Bir yıldan uzun bir süredir tüm dünyayı etkisi altına alan koronavirüs salgını giderek daha büyük bir tehlike halini almaya başladı. Salgının ilk gününden bu yana bilim insanları aşı ve ilaç çalışmaları için harekete geçtiler. Son dönemlerde hastalığın aşısının bulunduğuna dair umut veren açıklamalar yapıldı. BioNtech ve Pfizer tarafından ortaklaşa olarak tamamlanan aşı çalışmalarının hastalığa karşı yüzde 95 oranında başarı sağladığı ifade edilmişti.

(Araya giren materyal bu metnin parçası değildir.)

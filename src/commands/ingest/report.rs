use super::*;

pub(super) struct ReportInputs<'a> {
    pub(super) run_id: &'a str,
    pub(super) source_path: &'a Path,
    pub(super) source_sha256: String,
    pub(super) settings: UploadSettings,
    pub(super) store_label: Option<String>,
    pub(super) id_utc_offset_hours: i32,
    pub(super) include_ids: bool,
    pub(super) replace: bool,
}

pub(super) fn build_report(
    inputs: ReportInputs<'_>,
    outcome: &NormalizeOutcome,
    upload: Option<UploadResult>,
) -> UploadRunReport {
    let completed = upload.is_some();
    let status = if completed { "completed" } else { "dry-run" };

    let mut warnings = outcome.warnings.clone();
    if !outcome.unmapped_headers.is_empty() {
        warnings.push(format!(
            "{} source column(s) not in the field map were ignored",
            outcome.unmapped_headers.len()
        ));
    }

    let upload = upload.unwrap_or_default();
    if upload.failed > 0 {
        warnings.push(format!("{} record(s) failed to upload", upload.failed));
    }

    let accepted_ids = inputs.include_ids.then(|| {
        outcome
            .records
            .iter()
            .map(|record| record.property_number.clone())
            .collect::<Vec<String>>()
    });
    let failed_ids = inputs.include_ids.then(|| upload.failed_ids.clone());

    UploadRunReport {
        manifest_version: REPORT_MANIFEST_VERSION,
        run_id: inputs.run_id.to_string(),
        generated_at: now_utc_string(),
        status: status.to_string(),
        source: ReportSource {
            path: inputs.source_path.display().to_string(),
            sha256: inputs.source_sha256,
            header_count: outcome.header_count,
            unmapped_headers: outcome.unmapped_headers.clone(),
        },
        settings: ReportSettings {
            mode: inputs.settings.mode.as_str().to_string(),
            batch_size: inputs.settings.batch_size,
            pause_ms: u64::try_from(inputs.settings.pause.as_millis()).unwrap_or(u64::MAX),
            store: inputs.store_label,
            id_utc_offset_hours: inputs.id_utc_offset_hours,
            replace: inputs.replace,
        },
        counts: ReportCounts {
            lines_read: outcome.lines_read,
            blank_lines: outcome.blank_lines,
            skipped: outcome.skipped,
            accepted: outcome.records.len(),
            attempted: upload.attempted,
            succeeded: upload.succeeded,
            failed: upload.failed,
        },
        upload_state: completed.then_some(upload.state),
        failures: upload.failures,
        batch_failures: upload.batch_failures,
        accepted_ids,
        failed_ids,
        warnings,
    }
}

Bu durum heyecanlandıran bir gelişme olarak adlandırılmasına rağmen hala süreç hakkında bilinmezlikler bulunuyor.
Son iki haftalık süreç içerisinde Pfizer aşırı, insanlara vurulmaya başlandı. Sürecin nasıl ilerlediğini görmek adına zamana ihtiyaç olduğunun altı çizildi. Ancak bu süreçte aşılanan insanlarda alerjik reaksiyonlar baş göstermeye başladı. Bu durum kimi zaman tehlikeli durumlara sebebiyet verdi. Bunun üzerine bazı tartışmalar meydana geldi.
Pfizer Aşısındaki Hangi Bileşen Alerjik Rekasiyona Neden Oluyor?
Bilim insanları tarafından sürecin incelenmesinin ardından bazı faktörler ortaya çıktı. MRNA tabanlı olarak üretilen aşının alerjik reaksiyonlarla sık sık gündeme gelmesinin ardından aşıyı vurduran gönüllülerin korku yaşamaya başladıkları belirlendi. Polietilen glikol ismi verilen maddenin alerjik reaksiyonlara sebebiyet olduğu belirtildi.
Alerji uzmanları tarafından yapılan değerlendirme sonrasında bu maddenin aslında daha önce onaylanmaması da paniğin artmasına neden oldu. Vücutta kızarıklık, kan basıncının yükselmesi, nefes darlığı ve hızlı kan atışı gibi sorunlara neden olabiliyor. Alerjik reaksiyonların sebebinin ise bu yeni maddeye karşı yüksek düzeyde antikor üretmesinden kaynaklandığı belirtildi.